Eu tenho cobrado isso. Aonde as denuncias têm chegado, eu tenho cobrado do Ministério, tenho cobrado do Ministério Público, tenho cobrado dos órgãos competentes, porque não é esse o propósito do Governo. Aí é fácil depois jogar pedra no Governo e dizer que o PT é um governo isso ou aquilo. Ora, o Governo abre o caminho, agora falta os órgãos fiscalizarem. Aí ficam pegando um e outro e fazendo alguns bodes expiatórios.

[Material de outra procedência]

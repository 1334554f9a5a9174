//! Route handlers for listing and downloading files.

use std::sync::Arc;

use axum::body::Body;
use axum::extract::rejection::QueryRejection;
use axum::extract::{Query, State};
use axum::http::{header, HeaderName, StatusCode};
use axum::response::Response;
use axum::Json;
use protocol::{DataResponse, DownloadQuery, FileListResponse, FILEPATH_PARAM};
use tokio_util::io::ReaderStream;
use tracing::debug;

use super::error::ApiError;
use super::AppState;
use crate::files::RetrieveError;

/// Cache directives sent with every download.
pub const NO_CACHE: &str = "private, no-transform, no-store, must-revalidate";

const CONTENT_TRANSFER_ENCODING: HeaderName = HeaderName::from_static("content-transfer-encoding");

/// GET /api/v1/files
///
/// Lists every non-hidden file below the served folder.
pub(crate) async fn list_files(
    State(state): State<Arc<AppState>>,
) -> Result<Json<FileListResponse>, ApiError> {
    let indexer = state.indexer.clone();
    let records = tokio::task::spawn_blocking(move || indexer.list()).await??;

    debug!(files = records.len(), "Listed files");
    Ok(Json(DataResponse::new(records)))
}

/// GET /api/v1/file?filepath=<relative path>
///
/// Streams one file as an attachment. The open handle moves into the body
/// stream and is closed when the stream ends or the client goes away.
pub(crate) async fn download_file(
    State(state): State<Arc<AppState>>,
    query: Result<Query<DownloadQuery>, QueryRejection>,
) -> Result<Response, ApiError> {
    let Query(query) = query?;
    if query.filepath.is_empty() {
        return Err(ApiError::bad_request(format!(
            "missing {FILEPATH_PARAM} query parameter"
        )));
    }

    let retriever = state.retriever.clone();
    let requested = query.filepath.clone();
    let opened = tokio::task::spawn_blocking(move || retriever.open(&requested)).await??;

    let content_type = opened.content_type();
    let size = opened.size;
    let file = opened.into_rewound().map_err(RetrieveError::Io)?;

    debug!(filepath = %query.filepath, size, content_type = %content_type, "Streaming file");

    let stream = ReaderStream::new(tokio::fs::File::from_std(file));
    Response::builder()
        .status(StatusCode::OK)
        .header(header::EXPIRES, "0")
        .header(CONTENT_TRANSFER_ENCODING, "binary")
        .header(header::CACHE_CONTROL, NO_CACHE)
        .header(header::CONTENT_DISPOSITION, content_disposition(&query.filepath))
        .header(header::CONTENT_TYPE, content_type)
        .header(header::CONTENT_LENGTH, size)
        .body(Body::from_stream(stream))
        .map_err(|e| ApiError::internal(e.to_string()))
}

/// `Content-Disposition` value naming the requested path as the filename.
///
/// Paths that are not plain printable ASCII use the RFC 5987 `filename*`
/// form so the header stays valid.
pub fn content_disposition(filepath: &str) -> String {
    let plain = filepath
        .bytes()
        .all(|b| (0x20..0x7f).contains(&b) && b != b'"' && b != b'\\');

    if plain {
        format!("attachment; filename=\"{filepath}\"")
    } else {
        format!(
            "attachment; filename*=UTF-8''{}",
            urlencoding::encode(filepath)
        )
    }
}

#[cfg(test)]
mod tests {
    use super::*;

    #[test]
    fn test_content_disposition_plain() {
        assert_eq!(
            content_disposition("sub/b.txt"),
            "attachment; filename=\"sub/b.txt\""
        );
    }

    #[test]
    fn test_content_disposition_non_ascii() {
        assert_eq!(
            content_disposition("résumé.pdf"),
            "attachment; filename*=UTF-8''r%C3%A9sum%C3%A9.pdf"
        );
    }

    #[test]
    fn test_content_disposition_quotes() {
        assert_eq!(
            content_disposition("say \"hi\".txt"),
            "attachment; filename*=UTF-8''say%20%22hi%22.txt"
        );
    }
}
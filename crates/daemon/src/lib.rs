//! # Synctool Daemon Library
//!
//! This crate serves a directory subtree over HTTP.
//!
//! ## Overview
//!
//! The daemon runs on the machine that holds the files. It provides:
//!
//! - **Folder Index**: a flat inventory of every non-hidden file below the
//!   configured folder, with root-relative paths
//! - **File Retrieval**: opening one file with its size and a sniffed
//!   content type, ready to stream
//! - **HTTP Transport**: `GET /api/v1/files` and `GET /api/v1/file`
//!
//! ## Architecture
//!
//! ```text
//! ┌──────────────────────────────────────────────┐
//! │               HTTP transport                 │
//! │   /api/v1/files            /api/v1/file      │
//! ├──────────────────────┬───────────────────────┤
//! │    FolderIndexer     │     FileRetriever     │
//! ├──────────────────────┴───────────────────────┤
//! │                 FolderRoot                   │
//! └──────────────────────────────────────────────┘
//! ```
//!
//! ## Quick Start
//!
//! ```rust,no_run
//! use daemon::{AppState, Config, FileServer};
//!
//! #[tokio::main]
//! async fn main() -> anyhow::Result<()> {
//!     let config = Config::load_default()?;
//!     config.validate()?;
//!
//!     let state = AppState::from_config(&config)?;
//!     let server = FileServer::bind(config.listen_addr()?, state).await?;
//!
//!     server.run_until(async {
//!         let _ = tokio::signal::ctrl_c().await;
//!     }).await?;
//!     Ok(())
//! }
//! ```
//!
//! ## Modules
//!
//! - [`config`]: Configuration loading and defaults
//! - [`files`]: Folder indexing, file retrieval, content sniffing
//! - [`http`]: Routes, error mapping, server lifecycle
//! - [`logging`]: Tracing subscriber setup

pub mod config;
pub mod files;
pub mod http;
pub mod logging;

// Re-export protocol for convenience
pub use protocol;

// Re-export config types for convenience
pub use config::{Config, ConfigError};

// Re-export files types for convenience
pub use files::{
    FileRetriever, FolderIndexer, FolderRoot, IndexError, OpenFile, RetrieveError,
    HEADER_SNIFF_LEN,
};

// Re-export HTTP types for convenience
pub use http::{router, ApiError, AppState, FileServer, ServerHandle};
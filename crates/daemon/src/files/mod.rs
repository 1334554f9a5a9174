//! Folder indexing and file retrieval.
//!
//! This module provides the two operations the HTTP layer is built on:
//! - Listing every non-hidden file below the served folder
//! - Opening one file for streaming, with a sniffed content type
//!
//! # Security
//!
//! Client paths are joined onto the root component by component. By default
//! `..` may not climb above the root and symlinks may not lead out of it.

pub mod indexer;
pub mod retriever;
pub mod root;
pub mod sniff;

pub use indexer::{has_hidden_segment, FolderIndexer, IndexError};
pub use retriever::{FileRetriever, OpenFile, RetrieveError, HEADER_SNIFF_LEN};
pub use root::{FolderRoot, RootError};
pub use sniff::detect_content_type;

Então, fica aqui a nossa gratidão por todos que aqui estiveram, contribuíram e somaram, e quero aqui colocar muito mais para todos os órgãos que estiveram aqui e para as comunidades indígenas: o nosso gabinete está sempre de portas abertas para defendermos as nossas causas.
Eu tenho esse compromisso. Nós temos aqui um Estatuto do Índio há mais de 20 anos parado. Eu tenho a intenção... Todos os estatutos já passaram, o estatuto de tudo aqui no mundo já passou. O do índio está há 20 anos - viu João? Então, eu quero ser um braço de apoio. Eu queria aqui pedir ao Deputado... Está parado ali na Câmara, mas nós vamos falar ali com o imperador, que agora a Câmara Federal tem um imperador, para ver se o imperador libera; se cai nas graças dele também liberar. O que é para tirar do trabalhador o imperador faz andar; agora, quando é para ajudar a sociedade, o imperador bota debaixo de um cofre e joga a chave no mato.
Opa, obrigado, muito obrigado aqui.
Então, encerramos aqui esta reunião e muito obrigado. (Palmas.)
(Iniciada às 08 horas e 45 minutos, a reunião é encerrada às 12 horas e 06 minutos.)